Work instruction:
Count the lines below that include the word "DateTime", then give that number and no other words.

• • •

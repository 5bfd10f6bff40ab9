//! Configuration validation

use std::collections::HashSet;

use tracing::debug;

use crate::error::{ConfigError, Result};

use super::types::Config;

/// Validate configuration
pub fn validate_config(config: &Config) -> Result<()> {
    debug!("validating configuration");
    validate_sources(config)?;
    validate_changelog(config)?;
    validate_http(config)?;
    validate_providers(config)?;
    debug!("configuration validation passed");
    Ok(())
}

fn validate_sources(config: &Config) -> Result<()> {
    if config.sources.order.is_empty() {
        return Err(ConfigError::InvalidValue {
            field: "sources.order".to_string(),
            message: "at least one source is required".to_string(),
        }
        .into());
    }

    let mut seen = HashSet::new();
    for source in &config.sources.order {
        if !seen.insert(source) {
            return Err(ConfigError::InvalidValue {
                field: "sources.order".to_string(),
                message: format!("source '{}' listed more than once", source),
            }
            .into());
        }
    }

    Ok(())
}

fn validate_changelog(config: &Config) -> Result<()> {
    if config.changelog.file_names.is_empty() {
        return Err(ConfigError::InvalidValue {
            field: "changelog.file_names".to_string(),
            message: "at least one file name is required".to_string(),
        }
        .into());
    }

    if let Some(name) = config
        .changelog
        .file_names
        .iter()
        .find(|n| n.trim().is_empty() || n.contains(".."))
    {
        return Err(ConfigError::InvalidValue {
            field: "changelog.file_names".to_string(),
            message: format!("invalid file name '{}'", name),
        }
        .into());
    }

    if config.changelog.default_branches.is_empty() {
        return Err(ConfigError::InvalidValue {
            field: "changelog.default_branches".to_string(),
            message: "at least one branch is required".to_string(),
        }
        .into());
    }

    Ok(())
}

fn validate_http(config: &Config) -> Result<()> {
    if config.http.timeout_secs == 0 {
        return Err(ConfigError::InvalidValue {
            field: "http.timeout_secs".to_string(),
            message: "must be greater than zero".to_string(),
        }
        .into());
    }

    Ok(())
}

fn validate_providers(config: &Config) -> Result<()> {
    let urls = [
        ("providers.github_api_url", &config.providers.github_api_url),
        ("providers.github_raw_url", &config.providers.github_raw_url),
        ("providers.gitlab_url", &config.providers.gitlab_url),
    ];

    for (field, url) in urls {
        if !url.starts_with("http://") && !url.starts_with("https://") {
            return Err(ConfigError::InvalidValue {
                field: field.to_string(),
                message: "must be an http(s) URL".to_string(),
            }
            .into());
        }
    }

    Ok(())
}
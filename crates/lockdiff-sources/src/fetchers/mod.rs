//! Release notes fetcher implementations

mod local;
mod releases_api;
mod remote;

pub use local::LocalChangelogFetcher;
pub use releases_api::ReleasesApiFetcher;
pub use remote::RemoteChangelogFetcher;

use lockdiff_changelog::{ChangelogParser, ParserConfig, ReleaseCollection};
use tracing::debug;

use crate::types::ReleaseNotesRequest;

/// Parse a changelog and keep it only if it documents the target version
///
/// A changelog that stops short of `to_version` is incomplete for this
/// update, so the next source in the chain gets a chance instead.
pub(crate) fn parse_changelog(
    source: &str,
    content: &str,
    request: &ReleaseNotesRequest,
) -> Option<ReleaseCollection> {
    let config = ParserConfig::default().with_prerelease(request.include_prerelease);
    let collection = ChangelogParser::with_config(config).parse(content, &request.range());

    if collection.is_empty() {
        debug!(source, package = %request.package, "changelog has no releases in range");
        return None;
    }

    if !collection.contains_version(&request.to_version) {
        debug!(
            source,
            package = %request.package,
            to = %request.to_version,
            entries = collection.len(),
            "changelog does not cover target version"
        );
        return None;
    }

    Some(collection)
}
//! Release notes types

use chrono::{DateTime, NaiveDate, Utc};
use serde::{Deserialize, Serialize};

use crate::sections::{self, SectionKind};
use crate::version;

/// One published or documented release
///
/// Section lists (`changes`, `fixes`, ...) are extracted from the body on
/// every call rather than stored.
#[derive(Debug, Clone, PartialEq, Serialize, Deserialize)]
pub struct ReleaseEntry {
    /// Identifier as found in the source (e.g. `v2.3.0`)
    pub tag_name: String,
    /// Display name
    pub title: String,
    /// Raw Markdown body
    pub body: String,
    /// Release date, best effort
    pub date: DateTime<Utc>,
    /// Canonical URL, absent for parsed changelogs
    pub url: Option<String>,
}

impl ReleaseEntry {
    /// Create a new entry titled after its tag
    pub fn new(tag_name: impl Into<String>) -> Self {
        let tag_name = tag_name.into();
        Self {
            title: tag_name.clone(),
            tag_name,
            body: String::new(),
            date: Utc::now(),
            url: None,
        }
    }

    /// Set the display title; blank titles keep the tag name
    pub fn with_title(mut self, title: impl Into<String>) -> Self {
        let title = title.into();
        if !title.trim().is_empty() {
            self.title = title;
        }
        self
    }

    /// Set the body
    pub fn with_body(mut self, body: impl Into<String>) -> Self {
        self.body = body.into();
        self
    }

    /// Set the date
    pub fn with_date(mut self, date: DateTime<Utc>) -> Self {
        self.date = date;
        self
    }

    /// Set the URL
    pub fn with_url(mut self, url: impl Into<String>) -> Self {
        self.url = Some(url.into());
        self
    }

    /// Tag name without its `v` prefix
    pub fn version(&self) -> &str {
        version::strip_prefix(&self.tag_name)
    }

    /// Whether this entry's tag normalizes to the same version as `other`
    pub fn is_version(&self, other: &str) -> bool {
        matches!(
            (version::normalize(&self.tag_name), version::normalize(other)),
            (Ok(a), Ok(b)) if a == b
        )
    }

    /// Whether the body contains at least one recognized section heading
    pub fn is_structured(&self) -> bool {
        sections::has_sections(&self.body)
    }

    /// Bullet points of one section kind
    pub fn section(&self, kind: SectionKind) -> Vec<String> {
        sections::extract(&self.body, kind)
    }

    /// Added / changed items
    pub fn changes(&self) -> Vec<String> {
        self.section(SectionKind::Added)
    }

    /// Fixed items
    pub fn fixes(&self) -> Vec<String> {
        self.section(SectionKind::Fixed)
    }

    /// Breaking changes
    pub fn breaking_changes(&self) -> Vec<String> {
        self.section(SectionKind::Breaking)
    }

    /// Deprecations
    pub fn deprecated(&self) -> Vec<String> {
        self.section(SectionKind::Deprecated)
    }

    /// Removals
    pub fn removed(&self) -> Vec<String> {
        self.section(SectionKind::Removed)
    }

    /// Security fixes
    pub fn security(&self) -> Vec<String> {
        self.section(SectionKind::Security)
    }
}

/// Parse a date, falling back to now
///
/// Accepts `YYYY-MM-DD` (midnight UTC) and RFC 3339 timestamps.
pub fn parse_date_or_now(value: Option<&str>) -> DateTime<Utc> {
    let Some(value) = value.map(str::trim).filter(|v| !v.is_empty()) else {
        return Utc::now();
    };

    if let Ok(dt) = DateTime::parse_from_rfc3339(value) {
        return dt.with_timezone(&Utc);
    }

    NaiveDate::parse_from_str(value, "%Y-%m-%d")
        .ok()
        .and_then(|d| d.and_hms_opt(0, 0, 0))
        .map(|dt| dt.and_utc())
        .unwrap_or_else(Utc::now)
}

/// Ordered, immutable collection of release entries
///
/// Order is the source's order: newest first from release APIs, document
/// order from changelogs.
#[derive(Debug, Clone, Default, PartialEq, Serialize, Deserialize)]
#[serde(transparent)]
pub struct ReleaseCollection {
    entries: Vec<ReleaseEntry>,
}

impl ReleaseCollection {
    /// Create a collection from entries in source order
    pub fn new(entries: Vec<ReleaseEntry>) -> Self {
        Self { entries }
    }

    /// Create an empty collection
    pub fn empty() -> Self {
        Self::default()
    }

    /// Whether the collection has no entries
    pub fn is_empty(&self) -> bool {
        self.entries.is_empty()
    }

    /// Number of entries
    pub fn len(&self) -> usize {
        self.entries.len()
    }

    /// Iterate over entries in source order
    pub fn iter(&self) -> std::slice::Iter<'_, ReleaseEntry> {
        self.entries.iter()
    }

    /// All entries
    pub fn entries(&self) -> &[ReleaseEntry] {
        &self.entries
    }

    /// Whether any entry's tag normalizes to `version`
    pub fn contains_version(&self, version: &str) -> bool {
        self.entries.iter().any(|e| e.is_version(version))
    }

    /// Whether any entry has a recognized section heading
    ///
    /// When false, every body is treated as unstructured free text.
    pub fn is_structured(&self) -> bool {
        self.entries.iter().any(ReleaseEntry::is_structured)
    }

    /// One section concatenated across all entries, in entry order
    pub fn section(&self, kind: SectionKind) -> Vec<String> {
        self.entries.iter().flat_map(|e| e.section(kind)).collect()
    }

    /// Added / changed items across all entries
    pub fn changes(&self) -> Vec<String> {
        self.section(SectionKind::Added)
    }

    /// Fixed items across all entries
    pub fn fixes(&self) -> Vec<String> {
        self.section(SectionKind::Fixed)
    }

    /// Breaking changes across all entries
    pub fn breaking_changes(&self) -> Vec<String> {
        self.section(SectionKind::Breaking)
    }

    /// Deprecations across all entries
    pub fn deprecated(&self) -> Vec<String> {
        self.section(SectionKind::Deprecated)
    }

    /// Removals across all entries
    pub fn removed(&self) -> Vec<String> {
        self.section(SectionKind::Removed)
    }

    /// Security fixes across all entries
    pub fn security(&self) -> Vec<String> {
        self.section(SectionKind::Security)
    }
}

impl<'a> IntoIterator for &'a ReleaseCollection {
    type Item = &'a ReleaseEntry;
    type IntoIter = std::slice::Iter<'a, ReleaseEntry>;

    fn into_iter(self) -> Self::IntoIter {
        self.entries.iter()
    }
}

impl IntoIterator for ReleaseCollection {
    type Item = ReleaseEntry;
    type IntoIter = std::vec::IntoIter<ReleaseEntry>;

    fn into_iter(self) -> Self::IntoIter {
        self.entries.into_iter()
    }
}

impl FromIterator<ReleaseEntry> for ReleaseCollection {
    fn from_iter<I: IntoIterator<Item = ReleaseEntry>>(iter: I) -> Self {
        Self::new(iter.into_iter().collect())
    }
}
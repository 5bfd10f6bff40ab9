//! Error types for lockdiff
//!
//! None of the resolution errors are fatal: fetchers downgrade them to
//! "nothing found" at their boundary. Only configuration loading surfaces
//! errors to the user.

use std::path::PathBuf;
use thiserror::Error;

/// Result type alias using LockdiffError
pub type Result<T> = std::result::Result<T, LockdiffError>;

/// Main error type for lockdiff operations
#[derive(Debug, Error)]
pub enum LockdiffError {
    /// Configuration-related errors
    #[error(transparent)]
    Config(#[from] ConfigError),

    /// Version-related errors
    #[error(transparent)]
    Version(#[from] VersionError),

    /// Fetch-related errors
    #[error(transparent)]
    Fetch(#[from] FetchError),

    /// Parse-related errors
    #[error(transparent)]
    Parse(#[from] ParseError),

    /// IO errors
    #[error("IO error: {0}")]
    Io(#[from] std::io::Error),
}

/// Configuration-related errors
#[derive(Debug, Error)]
pub enum ConfigError {
    /// Configuration file not found
    #[error("Configuration file not found at {0}")]
    NotFound(PathBuf),

    /// Invalid configuration value
    #[error("Invalid configuration: {field} - {message}")]
    InvalidValue { field: String, message: String },

    /// YAML parsing error
    #[error("YAML parsing error: {0}")]
    YamlError(#[from] serde_yaml::Error),

    /// TOML parsing error
    #[error("TOML parsing error: {0}")]
    TomlError(#[from] toml::de::Error),

    /// IO error
    #[error("IO error reading config: {0}")]
    Io(#[from] std::io::Error),
}

/// Version-related errors
#[derive(Debug, Clone, PartialEq, Eq, Error)]
pub enum VersionError {
    /// Version cannot be decomposed into numeric components
    #[error("Invalid version: '{0}'")]
    InvalidVersion(String),
}

/// Errors raised while retrieving release documentation
#[derive(Debug, Error)]
pub enum FetchError {
    /// Resource does not exist (HTTP 404 or missing file)
    #[error("Not found: {0}")]
    NotFound(String),

    /// Resource exists but has no content
    #[error("Empty body: {0}")]
    EmptyBody(String),

    /// Non-success HTTP status other than 404
    #[error("HTTP {status} for {url}")]
    Status { status: u16, url: String },

    /// Transport-level failure (DNS, TLS, timeout, ...)
    #[error("Transport error: {0}")]
    Transport(String),

    /// Local IO failure
    #[error("IO error: {0}")]
    Io(#[from] std::io::Error),
}

impl FetchError {
    /// Whether this error only means "nothing there"
    pub fn is_not_found(&self) -> bool {
        match self {
            Self::NotFound(_) | Self::EmptyBody(_) => true,
            Self::Io(e) => e.kind() == std::io::ErrorKind::NotFound,
            Self::Status { .. } | Self::Transport(_) => false,
        }
    }
}

/// Errors raised while interpreting fetched content
#[derive(Debug, Error)]
pub enum ParseError {
    /// JSON payload could not be decoded
    #[error("JSON parsing error: {0}")]
    Json(#[from] serde_json::Error),
}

• • •

Result of this exercise:
5